PROSPERO registration number
CRD42019130459.
Keywords: thyroid disease, maternal medicine, diabetes & endocrinology, obstetrics
Strengths and limitations of this study.
This systematic review summarises the most current published randomised controlled trials not included in other systematic reviews and meta-analysis.
This systematic review and meta-analysis is rigorous in design, methodology and analyses with a prepublished protocol.
Of the six trials identified for inclusion, only one was deemed low risk of bias.
There was evidence of publication bias.
Introduction
As thyroid function is frequently screened during the early gestational period, identification of thyroid immunity, defined by the presence of thyroid peroxidase antibodies (TPOAb) and/or thyroglobulin antibodies (TgAb), is relatively common in pregnant women. The prevalence of TPOAb positivity in the first trimester ranges from 5% to 15% in unselected pregnant women.1 2 The prevalence of thyroid autoimmunity is even higher in women with a history of recurrent pregnancy loss, reported as 23%–31%.3 4
The association between thyroid autoimmunity and poor pregnancy outcomes, specifically miscarriage and preterm birth, has been well described.5 6 However, the mechanism linking thyroid autoimmunity with increased risk of miscarriage and preterm birth in women without overt hypothyroidism is unclear. Two competing mechanistic theories propose that (1) thyroid autoantibodies are a marker of a hostile immune environment or (2) thyroid autoantibodies act as a surrogate biomarker of impaired thyroid hormone reserves, despite normal thyroid function tests.7 If the latter theory is true, one could postulate that supplementation with levothyroxine may improve thyroid hormone levels and prevent negative pregnancy outcomes.

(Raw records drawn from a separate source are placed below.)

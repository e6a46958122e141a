//! HTTP image fetcher.

use std::time::Duration;

use async_trait::async_trait;
use bytes::Bytes;
use reqwest::{Client, StatusCode};
use tracing::{debug, warn};

use crate::domain::entities::ImageUrl;
use crate::domain::errors::FetchError;
use crate::domain::ports::ImageFetcherPort;

/// Default `User-Agent` header sent with image requests.
pub const DEFAULT_USER_AGENT: &str = concat!("asyncimage/", env!("CARGO_PKG_VERSION"));

/// Configuration for the HTTP fetcher.
#[derive(Debug, Clone)]
pub struct HttpFetcherConfig {
    /// `User-Agent` header value.
    pub user_agent: String,
    /// Request timeout. `None` leaves the transport default in place.
    pub timeout: Option<Duration>,
}

impl Default for HttpFetcherConfig {
    fn default() -> Self {
        Self {
            user_agent: DEFAULT_USER_AGENT.to_string(),
            timeout: None,
        }
    }
}

/// Fetches image bytes with a single GET request per call.
#[derive(Debug, Clone)]
pub struct HttpImageFetcher {
    client: Client,
}

impl HttpImageFetcher {
    /// Creates a fetcher with the default configuration.
    ///
    /// # Errors
    /// Returns error if the HTTP client cannot be created.
    pub fn new() -> Result<Self, FetchError> {
        Self::with_config(&HttpFetcherConfig::default())
    }

    /// Creates a fetcher with the given configuration.
    ///
    /// # Errors
    /// Returns error if the HTTP client cannot be created.
    pub fn with_config(config: &HttpFetcherConfig) -> Result<Self, FetchError> {
        let mut builder = Client::builder().user_agent(config.user_agent.as_str());
        if let Some(timeout) = config.timeout {
            builder = builder.timeout(timeout);
        }
        let client = builder.build().map_err(FetchError::transport)?;

        Ok(Self { client })
    }
}

#[async_trait]
impl ImageFetcherPort for HttpImageFetcher {
    async fn fetch_image(&self, url: &ImageUrl) -> Result<Bytes, FetchError> {
        if !url.is_http() {
            warn!(url = %url, "Refusing to fetch non-HTTP URL");
            return Err(FetchError::invalid_url(Some(url.to_string())));
        }

        debug!(url = %url, "Downloading image from network");

        let response = self
            .client
            .get(url.as_url().clone())
            .send()
            .await
            .map_err(|e| {
                warn!(url = %url, error = %e, "Image request failed");
                FetchError::transport(e)
            })?;

        let status = response.status();
        if status != StatusCode::OK {
            warn!(url = %url, status = %status, "Unexpected image response status");
            return Err(FetchError::invalid_response(Some(status.as_u16())));
        }

        let bytes = response.bytes().await.map_err(|e| {
            warn!(url = %url, error = %e, "Failed to read image body");
            FetchError::transport(e)
        })?;

        debug!(url = %url, bytes = bytes.len(), "Image downloaded");
        Ok(bytes)
    }
}
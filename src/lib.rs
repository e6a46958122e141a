//! asyncimage - fetch remote images through an in-memory session cache.
//!
//! This crate resolves image URLs to decoded images, optionally keeping the
//! downloaded bytes in a process-wide cache, and exposes the progress of each
//! fetch as an observable loading state.

#![warn(missing_docs)]
#![warn(clippy::all)]
#![warn(clippy::pedantic)]
#![allow(clippy::module_name_repetitions)]

/// Application layer containing use cases.
pub mod application;
/// Domain layer containing entities, errors, and port definitions.
pub mod domain;
/// Infrastructure layer containing adapters for external services.
pub mod infrastructure;
/// Presentation layer exposing observable loading state.
pub mod presentation;

/// Current version of the library.
pub const VERSION: &str = env!("CARGO_PKG_VERSION");

/// Library name.
pub const NAME: &str = "asyncimage";
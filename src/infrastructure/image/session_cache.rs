//! Process-wide cache of undecoded image bytes.

use std::sync::{Arc, OnceLock};

use bytes::Bytes;
use tracing::{debug, trace};

use super::memory_cache::{CacheStats, CacheStore};
use crate::domain::entities::ImageUrl;
use crate::domain::ports::ImageCachePort;

/// Session-scoped image cache keyed by the absolute URL string.
///
/// One instance is shared by the whole process through [`SessionImageCache::shared`];
/// it is created on first use and never torn down. Isolated instances can be
/// built with [`SessionImageCache::new`] and injected where a private cache is
/// wanted.
pub struct SessionImageCache {
    store: CacheStore<String, Bytes>,
}

impl SessionImageCache {
    /// Creates an isolated cache.
    #[must_use]
    pub fn new() -> Self {
        Self {
            store: CacheStore::with_default_capacity(),
        }
    }

    /// Returns the process-wide instance.
    #[must_use]
    pub fn shared() -> Arc<Self> {
        static SHARED: OnceLock<Arc<SessionImageCache>> = OnceLock::new();
        Arc::clone(SHARED.get_or_init(|| Arc::new(Self::new())))
    }

    /// Returns lookup statistics.
    #[must_use]
    pub fn stats(&self) -> CacheStats {
        self.store.stats()
    }
}

impl Default for SessionImageCache {
    fn default() -> Self {
        Self::new()
    }
}

impl std::fmt::Debug for SessionImageCache {
    fn fmt(&self, f: &mut std::fmt::Formatter<'_>) -> std::fmt::Result {
        f.debug_struct("SessionImageCache")
            .field("len", &self.store.len())
            .finish_non_exhaustive()
    }
}

impl ImageCachePort for SessionImageCache {
    fn fetch_image_for_url(&self, url: &ImageUrl) -> Option<Bytes> {
        let data = self.store.fetch(url.cache_key());
        if data.is_some() {
            trace!(url = %url, "Session cache hit");
        } else {
            trace!(url = %url, "Session cache miss");
        }
        data
    }

    fn cache_image(&self, data: Bytes, url: &ImageUrl) {
        debug!(url = %url, bytes = data.len(), "Storing image in session cache");
        self.store.store(data, url.cache_key().to_string());
    }

    fn remove_cached_image(&self, url: &ImageUrl) {
        debug!(url = %url, "Removing image from session cache");
        self.store.remove(url.cache_key());
    }

    fn remove_all_cached_images(&self) {
        self.store.remove_all();
        debug!("Cleared session image cache");
    }

    fn len(&self) -> usize {
        self.store.len()
    }
}
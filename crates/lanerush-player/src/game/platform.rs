//! Host services the gameplay core runs on
//!
//! The engine implements these over minifb + rodio; tests implement them
//! headless. Nothing in `game` talks to a window or an audio device directly.

use lanerush_common::{Rect, Size};

use crate::assets::AssetLoadError;

pub const WHITE: u32 = 0xFFFFFFFF;
pub const BLACK: u32 = 0xFF000000;
pub const LIGHT_GREEN: u32 = 0xFF90EE90;
pub const RED: u32 = 0xFFFF0000;

/// Handle to a decoded image owned by the canvas
#[derive(Debug, Clone, Copy, PartialEq, Eq, Hash)]
pub struct SpriteId(pub usize);

/// An image handle plus its pixel size
#[derive(Debug, Clone, Copy, PartialEq, Eq)]
pub struct Sprite {
    pub id: SpriteId,
    pub width: u32,
    pub height: u32,
}

impl Sprite {
    pub const fn new(id: SpriteId, width: u32, height: u32) -> Self {
        Self { id, width, height }
    }

    pub const fn size(&self) -> Size {
        Size::new(self.width as i32, self.height as i32)
    }
}

/// Draw opacity. The player car dims while invincible.
#[derive(Debug, Clone, Copy, PartialEq, Eq, Default)]
pub enum Opacity {
    #[default]
    Opaque,
    Dim,
}

impl Opacity {
    pub const fn alpha(self) -> u8 {
        match self {
            Opacity::Opaque => 255,
            Opacity::Dim => 64,
        }
    }

    pub const fn toggled(self) -> Self {
        match self {
            Opacity::Opaque => Opacity::Dim,
            Opacity::Dim => Opacity::Opaque,
        }
    }
}

#[derive(Debug, Clone, Copy, PartialEq, Eq)]
pub enum TextSize {
    /// HUD and buttons
    Small,
    /// Banners
    Large,
}

/// Named audio cues and the mixer channel each one owns
#[derive(Debug, Clone, Copy, PartialEq, Eq, Hash)]
pub enum Cue {
    Background,
    CarsMotion,
    GameOver,
    Collision,
    Bonus,
    LevelCompleted,
    Win,
}

impl Cue {
    pub const ALL: [Cue; 7] = [
        Cue::Background,
        Cue::CarsMotion,
        Cue::GameOver,
        Cue::Collision,
        Cue::Bonus,
        Cue::LevelCompleted,
        Cue::Win,
    ];

    /// Dedicated channel, or None for one-shots mixed independently
    pub const fn channel(self) -> Option<usize> {
        match self {
            Cue::Background => Some(0),
            Cue::CarsMotion => Some(1),
            Cue::GameOver => Some(2),
            Cue::Collision | Cue::Bonus | Cue::LevelCompleted | Cue::Win => None,
        }
    }

    /// Channel cues loop forever, one-shots play once
    pub const fn looping(self) -> bool {
        self.channel().is_some()
    }

    pub const fn file_name(self) -> &'static str {
        match self {
            Cue::Background => "background.wav",
            Cue::CarsMotion => "cars_motion.wav",
            Cue::GameOver => "game_over.wav",
            Cue::Collision => "collision.wav",
            Cue::Bonus => "bonus.wav",
            Cue::LevelCompleted => "level_completed.wav",
            Cue::Win => "winner.wav",
        }
    }
}

/// Held direction keys
#[derive(Debug, Clone, Copy, PartialEq, Eq, Default)]
pub struct Directions {
    pub up: bool,
    pub down: bool,
    pub left: bool,
    pub right: bool,
}

/// Everything input-related that happened since the previous poll
#[derive(Debug, Clone, Copy, PartialEq, Eq, Default)]
pub struct InputFrame {
    /// Window closed
    pub quit: bool,
    pub keys: Directions,
    /// Left mouse press, in canvas coordinates
    pub click: Option<(i32, i32)>,
    /// Enter
    pub confirm: bool,
    /// Escape
    pub cancel: bool,
}

pub trait Canvas {
    /// Decode (or fetch from cache) the image at a game-relative path
    fn load_image(&mut self, path: &str) -> Result<Sprite, AssetLoadError>;
    fn fill(&mut self, color: u32);
    fn blit(&mut self, sprite: &Sprite, x: i32, y: i32, opacity: Opacity);
    fn fill_rect(&mut self, rect: Rect, color: u32);
    fn outline_rect(&mut self, rect: Rect, thickness: i32, color: u32);
    /// Text with its top-left corner at (x, y)
    fn draw_text(&mut self, text: &str, x: i32, y: i32, size: TextSize, color: u32);
    /// Text centered on (cx, cy)
    fn draw_text_centered(&mut self, text: &str, cx: i32, cy: i32, size: TextSize, color: u32);
    fn line_height(&self, size: TextSize) -> i32;
    /// Flip the finished frame to the display
    fn present(&mut self) -> anyhow::Result<()>;
}

pub trait Audio {
    fn play(&mut self, cue: Cue);
    fn stop(&mut self, cue: Cue);
    fn pause(&mut self, cue: Cue);
    fn resume(&mut self, cue: Cue);
}

pub trait Input {
    fn poll(&mut self) -> InputFrame;
}

/// Frame pacing and blocking display holds
pub trait Pacer {
    /// Sleep until the next frame is due; returns milliseconds since the previous tick
    fn tick(&mut self) -> u64;
    /// Block for a fixed real-time duration
    fn hold(&mut self, ms: u64);
}

pub trait Platform: Canvas + Audio + Input {}

impl<T: Canvas + Audio + Input> Platform for T {}
/// LaneRush — top-down arcade racer
///
/// Architecture:
///   assets/   — level/image/sound files on disk, decoded and cached
///   engine/   — minifb window, software renderer, rodio audio, frame clock
///   game/     — entities, collisions, levels and the run state machine

mod assets;
mod engine;
mod game;

use anyhow::{Context, Result};
use lanerush_common::GameConfig;
use rand::rngs::StdRng;
use rand::SeedableRng;
use std::path::{Path, PathBuf};
use tracing_subscriber::EnvFilter;

use game::level::LevelManifest;
use game::{Game, Outcome};

fn main() -> Result<()> {
    tracing_subscriber::fmt()
        .with_env_filter(EnvFilter::from_default_env().add_directive("lanerush=debug".parse()?))
        .init();

    tracing::info!("LaneRush v{}", env!("CARGO_PKG_VERSION"));

    let game_dir = find_game_dir()?;
    tracing::info!("Game data: {}", game_dir.display());

    let config = GameConfig::load(&game_dir)
        .with_context(|| format!("Invalid {}", lanerush_common::CONFIG_FILE_NAME))?;

    let manifest = LevelManifest::discover(&game_dir.join(assets::LEVELS_DIR))?;
    tracing::info!("Found {} level(s)", manifest.len());

    let asset_store = assets::AssetStore::load(&game_dir)?;
    tracing::info!("Loaded {} sound clips", asset_store.total_clips());

    let engine = engine::Engine::new(&config, asset_store)?;
    let clock = engine::FrameClock::new(config.frame_rate());
    let mut game = Game::new(engine, clock, config, manifest, StdRng::from_entropy())
        .context("Failed to load screen artwork")?;

    match game.run()? {
        Outcome::Won => tracing::info!("Run won"),
        Outcome::Exited => tracing::info!("Exited from game-over screen"),
        Outcome::Quit => tracing::info!("Window closed"),
    }
    Ok(())
}

/// Locate the game root. Priority:
/// 1. Command-line argument
/// 2. Current directory, if it has a level directory
/// 3. Directory of the executable
fn find_game_dir() -> Result<PathBuf> {
    if let Some(arg) = std::env::args().nth(1) {
        let path = PathBuf::from(&arg);
        if path.is_dir() {
            return Ok(path);
        }
        tracing::warn!("Specified path not found: {}", arg);
    }

    let cwd = std::env::current_dir().unwrap_or_else(|_| PathBuf::from("."));
    if is_game_dir(&cwd) {
        return Ok(cwd);
    }

    let exe_dir = std::env::current_exe()
        .ok()
        .and_then(|p| p.parent().map(Path::to_path_buf));
    if let Some(dir) = exe_dir.filter(|d| is_game_dir(d)) {
        return Ok(dir);
    }

    anyhow::bail!(
        "Game data not found!\n\n\
         Run from a folder containing {}/ or pass it as argument:  lanerush <game-folder>",
        assets::LEVELS_DIR
    )
}

fn is_game_dir(dir: &Path) -> bool {
    dir.join(assets::LEVELS_DIR).is_dir()
}
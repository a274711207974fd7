//! Game flow — level loading, the per-frame loop, and run progression
//!
//! State machine per run:
//!   LoadingLevel  — parse level N, reset timer, "Level N" banner, motion loop
//!   Playing       — input → collisions → (lives left?) → update → draw → timer
//!   LevelComplete — "Level N Completed" banner, then next level or Won
//!   GameOver      — Start / Exit menu; Start resets to level 1 with fresh lives
//!   Won           — win screen, run ends
//!
//! A window-close (quit) ends the run from Playing or GameOver. Display
//! holds block and do not look at input.

pub mod collision;
pub mod entities;
pub mod level;
pub mod platform;

#[cfg(test)]
mod testing;

use anyhow::{Context, Result};
use lanerush_common::{FrameRate, GameConfig, Rect, Size};
use rand::rngs::StdRng;

use crate::assets::AssetLoadError;
use collision::ContactEvent;
use entities::{PlayerCar, PlayerTuning};
use level::{Level, LevelManifest};
use platform::{
    Cue, InputFrame, Opacity, Pacer, Platform, Sprite, TextSize, BLACK, LIGHT_GREEN, RED, WHITE,
};

pub const BACKGROUND_IMAGE: &str = "data/assets/background.png";
pub const COLLISION_IMAGE: &str = "data/assets/collision.png";
pub const HEART_IMAGE: &str = "data/assets/heart.png";
pub const WIN_IMAGE: &str = "data/assets/win_screen.jpg";
pub const GAME_OVER_IMAGE: &str = "data/assets/game_over.jpg";

/// Horizontal spacing of the life hearts in the HUD
const HEART_SPACING: i32 = 40;

/// How a run ended
#[derive(Debug, Clone, Copy, PartialEq, Eq)]
pub enum Outcome {
    /// Every level cleared
    Won,
    /// Exit chosen on the game-over screen
    Exited,
    /// Window closed
    Quit,
}

#[derive(Debug, Clone, Copy, PartialEq, Eq)]
enum FlowState {
    LoadingLevel,
    Playing,
    LevelComplete,
    GameOver,
    Won,
}

/// Result of one Playing frame
#[derive(Debug, Clone, Copy, PartialEq, Eq)]
enum FrameResult {
    Continue,
    TimeUp,
    OutOfLives,
    Quit,
}

#[derive(Debug, Clone, Copy, PartialEq, Eq)]
enum MenuChoice {
    Start,
    Exit,
    Quit,
}

/// Progress through the level sequence
#[derive(Debug, Clone, PartialEq, Eq)]
pub struct RunState {
    /// 1-based index of the level being played
    pub level_index: usize,
    /// Lives brought in from the previous level; None on a fresh game
    pub carried_lives: Option<u32>,
}

impl RunState {
    pub fn fresh() -> Self {
        Self {
            level_index: 1,
            carried_lives: None,
        }
    }
}

/// Images used outside of levels
struct Artwork {
    background: Sprite,
    collision: Sprite,
    heart: Sprite,
    win: Sprite,
    game_over: Sprite,
}

impl Artwork {
    fn load<P: Platform>(platform: &mut P) -> Result<Self, AssetLoadError> {
        Ok(Self {
            background: platform.load_image(BACKGROUND_IMAGE)?,
            collision: platform.load_image(COLLISION_IMAGE)?,
            heart: platform.load_image(HEART_IMAGE)?,
            win: platform.load_image(WIN_IMAGE)?,
            game_over: platform.load_image(GAME_OVER_IMAGE)?,
        })
    }
}

/// Start / Exit buttons of the game-over screen
fn menu_buttons(bounds: Size) -> (Rect, Rect) {
    let x = bounds.width / 2 - 120;
    let y = bounds.height / 2;
    (Rect::new(x, y + 50, 240, 50), Rect::new(x, y + 120, 240, 50))
}

/// Owns the active level and drives the whole run
pub struct Game<P: Platform, C: Pacer> {
    pub(crate) platform: P,
    pub(crate) clock: C,
    config: GameConfig,
    rate: FrameRate,
    tuning: PlayerTuning,
    bounds: Size,
    manifest: LevelManifest,
    artwork: Artwork,
    rng: StdRng,
    pub(crate) run: RunState,
    pub(crate) level: Option<Level>,
}

impl<P: Platform, C: Pacer> Game<P, C> {
    pub fn new(
        mut platform: P,
        clock: C,
        config: GameConfig,
        manifest: LevelManifest,
        rng: StdRng,
    ) -> Result<Self, AssetLoadError> {
        let artwork = Artwork::load(&mut platform)?;
        let rate = config.frame_rate();
        Ok(Self {
            platform,
            clock,
            tuning: PlayerTuning::from_config(&config, &rate),
            bounds: config.screen_size(),
            rate,
            config,
            manifest,
            artwork,
            rng,
            run: RunState::fresh(),
            level: None,
        })
    }

    /// Play until the run is won, exited or the window closes
    pub fn run(&mut self) -> Result<Outcome> {
        if self.manifest.is_empty() {
            anyhow::bail!("No levels to play");
        }
        tracing::info!("Run started: {} level(s)", self.manifest.len());
        self.platform.play(Cue::Background);

        let mut state = FlowState::LoadingLevel;
        loop {
            state = match state {
                FlowState::LoadingLevel => {
                    self.load_current_level()?;
                    FlowState::Playing
                }
                FlowState::Playing => match self.play_frame()? {
                    FrameResult::Continue => FlowState::Playing,
                    FrameResult::TimeUp => FlowState::LevelComplete,
                    FrameResult::OutOfLives => FlowState::GameOver,
                    FrameResult::Quit => return Ok(Outcome::Quit),
                },
                FlowState::LevelComplete => {
                    self.show_level_completed()?;
                    if self.advance_level() {
                        FlowState::LoadingLevel
                    } else {
                        FlowState::Won
                    }
                }
                FlowState::GameOver => match self.game_over_menu()? {
                    MenuChoice::Start => {
                        self.reset_run();
                        FlowState::LoadingLevel
                    }
                    MenuChoice::Exit => return Ok(Outcome::Exited),
                    MenuChoice::Quit => return Ok(Outcome::Quit),
                },
                FlowState::Won => {
                    self.show_win()?;
                    return Ok(Outcome::Won);
                }
            };
        }
    }

    fn load_current_level(&mut self) -> Result<()> {
        let index = self.run.level_index;
        let path = self
            .manifest
            .get(index)
            .with_context(|| format!("No level file for level {}", index))?
            .to_path_buf();
        let timer = self
            .rate
            .seconds_to_frames(self.config.level_time_secs as f64);

        let mut level = Level::load(
            index,
            &path,
            &mut self.platform,
            &self.tuning,
            &mut self.rng,
            timer,
        )
        .with_context(|| format!("Failed to load level {} ({})", index, path.display()))?;

        if let (Some(lives), Some(player)) = (self.run.carried_lives, level.player_mut()) {
            player.set_lives(lives);
        }
        tracing::info!(
            "Level {} loaded: {} entities, {} frames, {} lives",
            index,
            level.entities.len(),
            timer,
            level.player_lives()
        );
        self.level = Some(level);

        self.platform.fill(BLACK);
        self.banner(&[format!("Level {}", index)], WHITE)?;
        self.platform.play(Cue::CarsMotion);
        Ok(())
    }

    fn play_frame(&mut self) -> Result<FrameResult> {
        let Some(level) = self.level.as_mut() else {
            anyhow::bail!("No level loaded");
        };
        if level.is_time_up() {
            return Ok(FrameResult::TimeUp);
        }

        let input: InputFrame = self.platform.poll();
        if input.quit {
            tracing::info!("Quit during level {}", level.index);
            return Ok(FrameResult::Quit);
        }

        if let Some(player) = level.player_mut() {
            player.handle_input(input.keys, self.bounds);
        }

        let events = collision::resolve(&mut level.entities);
        if level.player().map_or(true, PlayerCar::is_out_of_lives) {
            // Still show the final crash before the game-over screen
            self.present_contacts(&events)?;
            tracing::info!("Out of lives on level {}", self.run.level_index);
            return Ok(FrameResult::OutOfLives);
        }
        self.present_contacts(&events)?;

        let Some(level) = self.level.as_mut() else {
            anyhow::bail!("No level loaded");
        };
        level.update(self.bounds, &mut self.rng);
        self.draw_level()?;

        let Some(level) = self.level.as_mut() else {
            anyhow::bail!("No level loaded");
        };
        level.count_down();
        self.clock.tick();

        Ok(if level.is_time_up() {
            FrameResult::TimeUp
        } else {
            FrameResult::Continue
        })
    }

    /// Crash indicator and sounds for this frame's contacts
    fn present_contacts(&mut self, events: &[ContactEvent]) -> Result<()> {
        for event in events {
            match *event {
                ContactEvent::Hit { x, y } => {
                    self.platform
                        .blit(&self.artwork.collision, x, y, Opacity::Opaque);
                    self.platform.present()?;
                    self.platform.pause(Cue::CarsMotion);
                    self.platform.play(Cue::Collision);
                    self.clock.hold(self.config.collision_hold_ms);
                    self.platform.resume(Cue::CarsMotion);
                }
                ContactEvent::BonusCollected { .. } => {
                    self.platform.play(Cue::Bonus);
                }
            }
        }
        Ok(())
    }

    fn draw_level(&mut self) -> Result<()> {
        let Some(level) = self.level.as_ref() else {
            return Ok(());
        };
        let platform = &mut self.platform;

        platform.blit(&self.artwork.background, 0, 0, Opacity::Opaque);
        for entity in &level.entities {
            let rect = entity.rect();
            platform.blit(&entity.body().sprite, rect.x, rect.y, entity.opacity());
        }

        let seconds = self.rate.frames_to_seconds(level.timer);
        platform.draw_text(
            &format!("Time: {}", seconds),
            self.bounds.width - 120,
            25,
            TextSize::Small,
            WHITE,
        );
        for i in 0..level.player_lives() as i32 {
            platform.blit(&self.artwork.heart, 10 + i * HEART_SPACING, 10, Opacity::Opaque);
        }

        platform.present()
    }

    /// Centered lines, presented and held
    fn banner(&mut self, lines: &[String], color: u32) -> Result<()> {
        let line_height = self.platform.line_height(TextSize::Large);
        let cx = self.bounds.width / 2;
        let cy = self.bounds.height / 2;
        for (i, line) in lines.iter().enumerate() {
            self.platform.draw_text_centered(
                line,
                cx,
                cy + i as i32 * line_height,
                TextSize::Large,
                color,
            );
        }
        self.platform.present()?;
        self.clock.hold(self.config.banner_hold_ms);
        Ok(())
    }

    fn show_level_completed(&mut self) -> Result<()> {
        let index = self.run.level_index;
        tracing::info!("Level {} completed", index);
        self.platform.stop(Cue::CarsMotion);
        self.platform.play(Cue::LevelCompleted);
        self.banner(
            &[format!("Level {}", index), "Completed".to_string()],
            LIGHT_GREEN,
        )
    }

    /// Move to the next level, carrying lives. False when none remain.
    fn advance_level(&mut self) -> bool {
        self.run.carried_lives = self.level.as_ref().map(Level::player_lives);
        self.run.level_index += 1;
        self.run.level_index <= self.manifest.len()
    }

    fn reset_run(&mut self) {
        tracing::info!("New game");
        self.run = RunState::fresh();
        self.level = None;
        self.platform.play(Cue::Background);
    }

    fn show_win(&mut self) -> Result<()> {
        tracing::info!("All levels completed");
        self.platform.stop(Cue::Background);
        self.platform.stop(Cue::CarsMotion);
        self.platform.play(Cue::Win);
        self.platform.blit(&self.artwork.win, 0, 0, Opacity::Opaque);
        self.platform.present()?;
        self.clock.hold(self.config.win_hold_ms);
        Ok(())
    }

    fn draw_game_over(&mut self) -> Result<()> {
        let (start, exit) = menu_buttons(self.bounds);
        let platform = &mut self.platform;

        platform.blit(&self.artwork.game_over, 0, 0, Opacity::Opaque);
        for (rect, label) in [(start, "START NEW GAME"), (exit, "EXIT")] {
            platform.fill_rect(rect, RED);
            platform.outline_rect(rect, 2, WHITE);
            let (cx, cy) = rect.center();
            platform.draw_text_centered(label, cx, cy, TextSize::Small, WHITE);
        }
        platform.present()
    }

    /// Show the game-over screen and wait for Start, Exit or quit
    fn game_over_menu(&mut self) -> Result<MenuChoice> {
        self.platform.stop(Cue::Background);
        self.platform.stop(Cue::CarsMotion);
        self.platform.play(Cue::GameOver);
        self.draw_game_over()?;

        let (start, exit) = menu_buttons(self.bounds);
        loop {
            let input = self.platform.poll();
            if input.quit {
                return Ok(MenuChoice::Quit);
            }
            let clicked = |rect: Rect| input.click.is_some_and(|(x, y)| rect.contains_point(x, y));

            if input.confirm || clicked(start) {
                self.platform.stop(Cue::GameOver);
                return Ok(MenuChoice::Start);
            }
            if input.cancel || clicked(exit) {
                tracing::info!("Exit chosen on game-over screen");
                return Ok(MenuChoice::Exit);
            }
            self.clock.tick();
        }
    }
}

Whether or not levothyroxine therapy, either prior to or during pregnancy, improves pregnancy outcomes in women with thyroid autoimmunity is controversial.8–14 The 2017 American Thyroid Association (ATA) pregnancy guidelines strongly recommends levothyroxine for women with thyroid autoimmunity and a thyroid stimulated hormone (TSH) above the pregnancy-specific reference range. These guidelines recommend a consideration of levothyroxine in thyroid autoimmune women with TSH above 2.5 mIU/L and among euthyroid women with positive TPOAb and a history of pregnancy loss.15 The evidence evaluating levothyroxine treatment in pregnant women with thyroid autoantibodies is conflicting as evidenced by three recent systematic reviews and meta-analyses.13 16 17 The discrepant results may be attributed to the inclusion of small observational studies and the lack of inclusion of a recently published large multicentre trial.8 Additionally, the limitations of observational studies must be considered. Observational studies identify associations, but do not provide the highest level of evidence for determining causation or therapeutic efficacy. Randomised controlled trials are considered the gold standard to evaluate therapeutic efficacy.18 Therefore, we performed a systematic review and meta-analysis to evaluate all randomised controlled trials of levothyroxine therapy in women with thyroid autoimmunity who were pregnant or planning pregnancy.
Methods
Protocol and registration
A systematic review and meta-analysis was performed as outlined in the registered protocol (PROSPERO CRD42019130459), and is reported in accordance with the Preferred Reporting Items for Reviews and Meta-Analyses.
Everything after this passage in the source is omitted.